* [Instructions for the task] Below is a block of entries; repeat exactly the lines starting at the line that contains "filename src/engine/mod.rs" and ending at the line that contains "pub use controller::run;", both included.

Records contained in a dataset:
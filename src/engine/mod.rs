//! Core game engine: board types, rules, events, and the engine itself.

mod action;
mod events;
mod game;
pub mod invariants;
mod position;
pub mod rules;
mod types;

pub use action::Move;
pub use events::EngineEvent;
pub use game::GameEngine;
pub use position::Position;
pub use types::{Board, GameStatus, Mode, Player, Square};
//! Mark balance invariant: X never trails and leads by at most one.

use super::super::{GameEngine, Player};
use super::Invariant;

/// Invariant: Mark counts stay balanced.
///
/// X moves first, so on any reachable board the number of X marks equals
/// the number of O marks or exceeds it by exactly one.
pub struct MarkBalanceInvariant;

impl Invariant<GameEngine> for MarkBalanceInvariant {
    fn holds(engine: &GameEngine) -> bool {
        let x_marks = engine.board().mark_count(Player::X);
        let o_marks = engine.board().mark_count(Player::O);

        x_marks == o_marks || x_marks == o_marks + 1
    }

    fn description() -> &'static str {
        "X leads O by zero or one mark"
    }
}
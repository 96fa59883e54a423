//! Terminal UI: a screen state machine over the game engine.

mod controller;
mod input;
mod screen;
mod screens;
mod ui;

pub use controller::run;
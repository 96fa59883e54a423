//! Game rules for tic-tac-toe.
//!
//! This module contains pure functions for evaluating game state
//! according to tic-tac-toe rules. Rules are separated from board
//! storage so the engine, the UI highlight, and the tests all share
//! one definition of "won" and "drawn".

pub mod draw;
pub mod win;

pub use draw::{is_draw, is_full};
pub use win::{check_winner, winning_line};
...
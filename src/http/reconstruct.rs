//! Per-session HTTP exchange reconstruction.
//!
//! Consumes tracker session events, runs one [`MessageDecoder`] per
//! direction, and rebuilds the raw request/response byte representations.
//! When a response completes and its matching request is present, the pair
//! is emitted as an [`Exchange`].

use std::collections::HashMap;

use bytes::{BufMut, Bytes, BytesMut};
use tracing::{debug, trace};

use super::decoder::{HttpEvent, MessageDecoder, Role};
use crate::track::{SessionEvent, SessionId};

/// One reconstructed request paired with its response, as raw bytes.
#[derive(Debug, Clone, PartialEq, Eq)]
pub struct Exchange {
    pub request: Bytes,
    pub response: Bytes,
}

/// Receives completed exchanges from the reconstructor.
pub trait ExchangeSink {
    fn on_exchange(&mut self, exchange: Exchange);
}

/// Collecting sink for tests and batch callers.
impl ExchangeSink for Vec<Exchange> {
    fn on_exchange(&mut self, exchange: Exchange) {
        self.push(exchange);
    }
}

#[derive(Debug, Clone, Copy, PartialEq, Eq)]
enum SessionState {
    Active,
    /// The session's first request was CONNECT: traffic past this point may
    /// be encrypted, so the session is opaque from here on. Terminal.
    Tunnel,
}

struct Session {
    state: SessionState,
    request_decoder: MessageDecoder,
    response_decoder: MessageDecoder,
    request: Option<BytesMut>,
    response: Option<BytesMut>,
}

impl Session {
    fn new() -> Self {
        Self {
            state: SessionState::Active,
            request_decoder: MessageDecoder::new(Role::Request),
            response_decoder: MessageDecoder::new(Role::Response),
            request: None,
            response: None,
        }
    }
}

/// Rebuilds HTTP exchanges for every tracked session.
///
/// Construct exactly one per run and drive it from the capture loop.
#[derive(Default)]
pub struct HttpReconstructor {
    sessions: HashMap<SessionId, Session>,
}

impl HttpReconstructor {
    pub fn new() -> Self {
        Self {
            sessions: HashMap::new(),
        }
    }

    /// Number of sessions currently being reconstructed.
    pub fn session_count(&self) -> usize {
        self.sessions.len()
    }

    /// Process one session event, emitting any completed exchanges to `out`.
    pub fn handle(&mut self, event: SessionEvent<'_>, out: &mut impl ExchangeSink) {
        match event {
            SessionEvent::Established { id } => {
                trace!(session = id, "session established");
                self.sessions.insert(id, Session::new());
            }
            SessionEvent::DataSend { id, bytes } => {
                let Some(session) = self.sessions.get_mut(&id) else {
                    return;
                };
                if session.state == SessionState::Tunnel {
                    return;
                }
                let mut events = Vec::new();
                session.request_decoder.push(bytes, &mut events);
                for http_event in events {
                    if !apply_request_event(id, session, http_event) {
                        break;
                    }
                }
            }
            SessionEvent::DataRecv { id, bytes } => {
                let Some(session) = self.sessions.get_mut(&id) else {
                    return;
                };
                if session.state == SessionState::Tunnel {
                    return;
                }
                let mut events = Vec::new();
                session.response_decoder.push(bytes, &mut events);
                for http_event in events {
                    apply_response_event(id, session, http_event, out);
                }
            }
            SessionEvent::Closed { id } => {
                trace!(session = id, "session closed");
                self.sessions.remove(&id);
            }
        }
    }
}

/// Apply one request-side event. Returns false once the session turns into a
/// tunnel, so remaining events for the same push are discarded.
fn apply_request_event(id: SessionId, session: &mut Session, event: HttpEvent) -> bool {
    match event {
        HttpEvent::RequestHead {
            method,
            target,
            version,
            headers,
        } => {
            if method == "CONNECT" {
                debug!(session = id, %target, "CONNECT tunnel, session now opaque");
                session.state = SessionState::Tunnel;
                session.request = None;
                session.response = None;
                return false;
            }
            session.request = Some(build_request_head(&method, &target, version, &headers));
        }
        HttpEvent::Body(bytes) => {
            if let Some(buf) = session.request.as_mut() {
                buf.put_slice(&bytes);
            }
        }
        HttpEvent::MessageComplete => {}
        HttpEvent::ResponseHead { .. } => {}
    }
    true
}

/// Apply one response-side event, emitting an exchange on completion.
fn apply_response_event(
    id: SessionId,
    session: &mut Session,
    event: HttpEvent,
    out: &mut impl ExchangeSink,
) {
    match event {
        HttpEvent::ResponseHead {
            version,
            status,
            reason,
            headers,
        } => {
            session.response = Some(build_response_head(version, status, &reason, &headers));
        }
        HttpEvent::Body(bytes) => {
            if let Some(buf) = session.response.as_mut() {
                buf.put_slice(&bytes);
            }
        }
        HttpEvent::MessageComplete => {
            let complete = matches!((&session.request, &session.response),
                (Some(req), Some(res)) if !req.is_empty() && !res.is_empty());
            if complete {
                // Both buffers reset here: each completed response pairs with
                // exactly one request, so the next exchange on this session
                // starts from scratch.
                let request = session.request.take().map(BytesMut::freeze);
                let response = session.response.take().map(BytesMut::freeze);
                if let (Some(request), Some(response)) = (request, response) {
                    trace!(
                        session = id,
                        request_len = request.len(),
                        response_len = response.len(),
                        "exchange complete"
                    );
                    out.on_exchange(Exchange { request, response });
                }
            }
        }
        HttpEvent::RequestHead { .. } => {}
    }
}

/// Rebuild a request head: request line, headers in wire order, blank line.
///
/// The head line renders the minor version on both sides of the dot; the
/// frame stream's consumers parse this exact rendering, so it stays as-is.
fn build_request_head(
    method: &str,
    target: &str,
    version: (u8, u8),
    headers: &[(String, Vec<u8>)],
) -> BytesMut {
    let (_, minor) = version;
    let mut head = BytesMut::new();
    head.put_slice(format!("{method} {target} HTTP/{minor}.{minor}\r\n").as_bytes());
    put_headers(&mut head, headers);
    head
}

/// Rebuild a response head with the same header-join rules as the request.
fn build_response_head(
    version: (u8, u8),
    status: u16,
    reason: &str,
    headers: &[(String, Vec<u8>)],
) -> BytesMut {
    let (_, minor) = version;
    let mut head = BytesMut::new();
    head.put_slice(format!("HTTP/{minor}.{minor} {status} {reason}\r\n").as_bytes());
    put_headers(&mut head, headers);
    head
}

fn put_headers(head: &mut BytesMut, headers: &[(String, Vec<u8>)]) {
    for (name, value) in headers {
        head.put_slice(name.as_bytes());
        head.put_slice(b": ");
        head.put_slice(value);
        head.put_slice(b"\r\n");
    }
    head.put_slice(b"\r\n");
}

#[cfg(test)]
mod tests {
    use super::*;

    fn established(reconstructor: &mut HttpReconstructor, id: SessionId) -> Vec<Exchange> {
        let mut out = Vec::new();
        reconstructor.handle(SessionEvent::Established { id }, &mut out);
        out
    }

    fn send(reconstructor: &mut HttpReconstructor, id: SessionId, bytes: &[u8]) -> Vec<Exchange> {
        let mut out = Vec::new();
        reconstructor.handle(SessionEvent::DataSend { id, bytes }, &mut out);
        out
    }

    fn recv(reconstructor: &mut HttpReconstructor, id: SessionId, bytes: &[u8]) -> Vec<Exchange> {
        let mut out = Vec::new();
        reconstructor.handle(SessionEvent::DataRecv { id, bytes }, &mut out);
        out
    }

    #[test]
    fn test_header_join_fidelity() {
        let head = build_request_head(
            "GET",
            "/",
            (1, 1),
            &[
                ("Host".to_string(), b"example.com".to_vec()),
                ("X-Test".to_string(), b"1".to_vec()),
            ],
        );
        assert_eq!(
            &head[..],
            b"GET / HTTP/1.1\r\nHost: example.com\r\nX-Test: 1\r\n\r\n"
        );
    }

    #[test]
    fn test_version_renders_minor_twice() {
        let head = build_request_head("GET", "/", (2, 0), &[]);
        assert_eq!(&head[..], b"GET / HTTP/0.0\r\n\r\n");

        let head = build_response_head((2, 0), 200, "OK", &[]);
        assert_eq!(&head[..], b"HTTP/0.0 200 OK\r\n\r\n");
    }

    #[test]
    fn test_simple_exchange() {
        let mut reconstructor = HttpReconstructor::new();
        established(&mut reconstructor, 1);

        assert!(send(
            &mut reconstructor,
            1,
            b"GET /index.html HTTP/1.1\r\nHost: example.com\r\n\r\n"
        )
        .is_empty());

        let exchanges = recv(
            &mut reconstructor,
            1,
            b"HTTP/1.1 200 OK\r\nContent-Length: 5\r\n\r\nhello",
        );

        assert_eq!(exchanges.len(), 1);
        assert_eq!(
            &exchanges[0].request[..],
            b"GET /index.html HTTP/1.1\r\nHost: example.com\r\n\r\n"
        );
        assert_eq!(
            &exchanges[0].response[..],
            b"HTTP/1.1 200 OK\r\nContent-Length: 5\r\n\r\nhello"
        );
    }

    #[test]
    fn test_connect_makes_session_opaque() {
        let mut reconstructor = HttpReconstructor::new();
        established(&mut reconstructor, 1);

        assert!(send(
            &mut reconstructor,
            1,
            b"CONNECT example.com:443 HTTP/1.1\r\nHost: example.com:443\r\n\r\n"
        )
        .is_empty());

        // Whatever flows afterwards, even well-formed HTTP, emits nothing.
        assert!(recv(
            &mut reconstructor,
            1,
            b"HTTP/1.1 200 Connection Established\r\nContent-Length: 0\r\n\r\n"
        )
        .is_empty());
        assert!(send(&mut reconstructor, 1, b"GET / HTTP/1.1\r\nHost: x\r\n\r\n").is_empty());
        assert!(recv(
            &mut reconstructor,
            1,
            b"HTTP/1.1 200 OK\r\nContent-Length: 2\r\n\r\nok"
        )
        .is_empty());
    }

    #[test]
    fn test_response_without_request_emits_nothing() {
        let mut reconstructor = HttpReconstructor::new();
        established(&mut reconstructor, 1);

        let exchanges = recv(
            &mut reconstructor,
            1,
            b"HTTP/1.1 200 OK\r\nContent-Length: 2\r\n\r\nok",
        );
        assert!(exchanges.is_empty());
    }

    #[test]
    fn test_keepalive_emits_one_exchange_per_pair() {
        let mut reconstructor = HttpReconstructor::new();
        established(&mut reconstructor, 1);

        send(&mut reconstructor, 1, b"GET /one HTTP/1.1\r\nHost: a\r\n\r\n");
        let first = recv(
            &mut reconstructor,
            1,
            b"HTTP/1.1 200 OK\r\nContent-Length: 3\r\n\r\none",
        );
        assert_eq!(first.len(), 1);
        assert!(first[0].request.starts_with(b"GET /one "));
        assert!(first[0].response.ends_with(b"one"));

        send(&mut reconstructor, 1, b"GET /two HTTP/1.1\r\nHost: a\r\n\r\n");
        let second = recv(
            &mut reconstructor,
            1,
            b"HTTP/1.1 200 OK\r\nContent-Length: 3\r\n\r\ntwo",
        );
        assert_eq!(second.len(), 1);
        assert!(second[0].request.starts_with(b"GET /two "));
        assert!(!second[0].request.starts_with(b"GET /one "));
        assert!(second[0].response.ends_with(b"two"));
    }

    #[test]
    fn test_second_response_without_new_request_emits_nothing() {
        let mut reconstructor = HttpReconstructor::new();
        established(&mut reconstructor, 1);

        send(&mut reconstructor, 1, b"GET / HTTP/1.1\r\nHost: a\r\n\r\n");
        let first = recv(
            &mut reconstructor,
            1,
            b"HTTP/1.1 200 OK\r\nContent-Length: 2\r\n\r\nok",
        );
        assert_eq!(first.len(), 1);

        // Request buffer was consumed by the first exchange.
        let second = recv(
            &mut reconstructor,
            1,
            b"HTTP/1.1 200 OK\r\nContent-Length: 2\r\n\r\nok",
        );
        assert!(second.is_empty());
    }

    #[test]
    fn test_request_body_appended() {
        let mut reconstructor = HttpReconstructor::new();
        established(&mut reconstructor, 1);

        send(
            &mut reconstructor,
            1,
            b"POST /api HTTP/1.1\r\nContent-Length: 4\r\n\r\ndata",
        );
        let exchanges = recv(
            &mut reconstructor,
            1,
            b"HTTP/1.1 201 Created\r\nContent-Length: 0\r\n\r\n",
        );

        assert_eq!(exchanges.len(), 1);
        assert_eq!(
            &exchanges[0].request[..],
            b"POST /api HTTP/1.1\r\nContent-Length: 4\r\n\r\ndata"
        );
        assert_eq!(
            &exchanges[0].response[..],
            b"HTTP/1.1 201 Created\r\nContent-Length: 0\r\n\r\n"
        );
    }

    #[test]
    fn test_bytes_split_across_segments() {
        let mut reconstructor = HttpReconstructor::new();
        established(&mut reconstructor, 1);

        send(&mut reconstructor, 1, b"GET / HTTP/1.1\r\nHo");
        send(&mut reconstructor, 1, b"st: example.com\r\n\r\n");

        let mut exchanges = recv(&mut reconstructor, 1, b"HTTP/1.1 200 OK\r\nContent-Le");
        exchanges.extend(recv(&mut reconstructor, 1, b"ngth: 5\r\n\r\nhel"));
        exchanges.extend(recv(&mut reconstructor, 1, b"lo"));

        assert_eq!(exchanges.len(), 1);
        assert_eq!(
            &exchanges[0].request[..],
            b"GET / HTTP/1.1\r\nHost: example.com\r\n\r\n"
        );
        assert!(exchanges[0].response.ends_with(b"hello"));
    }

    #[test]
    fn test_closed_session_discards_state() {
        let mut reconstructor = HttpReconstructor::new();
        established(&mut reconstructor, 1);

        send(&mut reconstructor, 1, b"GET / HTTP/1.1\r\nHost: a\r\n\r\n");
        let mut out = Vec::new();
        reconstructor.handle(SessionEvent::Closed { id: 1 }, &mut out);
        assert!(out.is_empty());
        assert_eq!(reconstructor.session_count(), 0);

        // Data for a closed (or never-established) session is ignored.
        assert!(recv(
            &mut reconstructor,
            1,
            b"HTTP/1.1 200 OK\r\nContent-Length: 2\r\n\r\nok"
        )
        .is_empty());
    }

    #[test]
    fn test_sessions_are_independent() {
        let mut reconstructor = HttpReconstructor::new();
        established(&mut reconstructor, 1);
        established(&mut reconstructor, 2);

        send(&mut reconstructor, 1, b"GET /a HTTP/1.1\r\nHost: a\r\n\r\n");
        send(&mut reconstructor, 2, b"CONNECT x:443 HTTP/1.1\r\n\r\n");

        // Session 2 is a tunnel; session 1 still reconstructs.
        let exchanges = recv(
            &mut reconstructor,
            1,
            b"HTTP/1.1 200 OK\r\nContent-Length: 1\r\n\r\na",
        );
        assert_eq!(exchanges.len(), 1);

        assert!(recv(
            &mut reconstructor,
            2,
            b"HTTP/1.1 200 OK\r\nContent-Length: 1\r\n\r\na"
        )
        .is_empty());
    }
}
...
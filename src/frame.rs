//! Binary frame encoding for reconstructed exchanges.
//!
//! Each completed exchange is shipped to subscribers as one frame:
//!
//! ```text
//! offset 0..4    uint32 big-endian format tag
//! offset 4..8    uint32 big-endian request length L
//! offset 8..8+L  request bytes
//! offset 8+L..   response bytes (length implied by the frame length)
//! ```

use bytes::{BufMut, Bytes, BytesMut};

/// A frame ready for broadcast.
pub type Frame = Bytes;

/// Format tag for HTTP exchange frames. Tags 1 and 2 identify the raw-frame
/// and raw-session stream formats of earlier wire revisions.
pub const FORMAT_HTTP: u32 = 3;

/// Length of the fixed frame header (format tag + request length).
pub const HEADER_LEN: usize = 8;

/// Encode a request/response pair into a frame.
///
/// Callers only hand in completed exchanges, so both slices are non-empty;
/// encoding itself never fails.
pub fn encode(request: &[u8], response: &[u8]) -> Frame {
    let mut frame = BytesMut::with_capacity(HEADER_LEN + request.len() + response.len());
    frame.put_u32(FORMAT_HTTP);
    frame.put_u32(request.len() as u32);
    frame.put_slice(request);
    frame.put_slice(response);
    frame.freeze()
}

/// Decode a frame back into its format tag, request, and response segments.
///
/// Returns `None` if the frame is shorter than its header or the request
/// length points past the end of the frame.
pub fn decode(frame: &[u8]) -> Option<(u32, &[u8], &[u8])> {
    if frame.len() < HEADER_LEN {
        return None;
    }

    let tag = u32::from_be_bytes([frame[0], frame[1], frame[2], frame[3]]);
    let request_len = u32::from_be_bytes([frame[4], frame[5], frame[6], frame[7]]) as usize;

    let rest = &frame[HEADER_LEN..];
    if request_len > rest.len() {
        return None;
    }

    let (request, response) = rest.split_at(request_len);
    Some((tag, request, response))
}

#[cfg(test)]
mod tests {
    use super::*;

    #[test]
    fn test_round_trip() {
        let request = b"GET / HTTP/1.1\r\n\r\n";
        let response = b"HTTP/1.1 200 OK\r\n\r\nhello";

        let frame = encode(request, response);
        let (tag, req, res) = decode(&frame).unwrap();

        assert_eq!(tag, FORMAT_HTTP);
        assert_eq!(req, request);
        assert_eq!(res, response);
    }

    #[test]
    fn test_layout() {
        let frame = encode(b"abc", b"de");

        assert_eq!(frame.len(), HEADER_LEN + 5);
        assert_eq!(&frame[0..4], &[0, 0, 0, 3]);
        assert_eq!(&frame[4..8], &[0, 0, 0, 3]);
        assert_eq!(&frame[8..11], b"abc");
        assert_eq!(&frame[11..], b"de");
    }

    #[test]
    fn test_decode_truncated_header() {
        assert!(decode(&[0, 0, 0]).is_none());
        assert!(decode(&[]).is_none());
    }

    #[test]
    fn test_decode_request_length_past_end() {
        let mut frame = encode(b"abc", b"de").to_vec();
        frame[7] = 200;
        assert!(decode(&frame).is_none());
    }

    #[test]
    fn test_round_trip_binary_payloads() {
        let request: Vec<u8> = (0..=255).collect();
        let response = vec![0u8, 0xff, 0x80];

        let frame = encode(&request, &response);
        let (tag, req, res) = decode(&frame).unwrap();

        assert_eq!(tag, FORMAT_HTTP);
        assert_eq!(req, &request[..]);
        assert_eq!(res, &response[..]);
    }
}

* [Answer section]
filename src/engine/mod.rs
//! Core game engine: board types, rules, events, and the engine itself.

mod action;
mod events;
mod game;
pub mod invariants;
mod position;
pub mod rules;
mod types;

pub use action::Move;
pub use events::EngineEvent;
pub use game::GameEngine;
pub use position::Position;
pub use types::{Board, GameStatus, Mode, Player, Square};
//! Mark balance invariant: X never trails and leads by at most one.

use super::super::{GameEngine, Player};
use super::Invariant;

/// Invariant: Mark counts stay balanced.
///
/// X moves first, so on any reachable board the number of X marks equals
/// the number of O marks or exceeds it by exactly one.
pub struct MarkBalanceInvariant;

impl Invariant<GameEngine> for MarkBalanceInvariant {
    fn holds(engine: &GameEngine) -> bool {
        let x_marks = engine.board().mark_count(Player::X);
        let o_marks = engine.board().mark_count(Player::O);

        x_marks == o_marks || x_marks == o_marks + 1
    }

    fn description() -> &'static str {
        "X leads O by zero or one mark"
    }
}
repository 96fa59883e54a423
//! Terminal UI: a screen state machine over the game engine.

mod controller;
mod input;
mod screen;
mod screens;
mod ui;

pub use controller::run;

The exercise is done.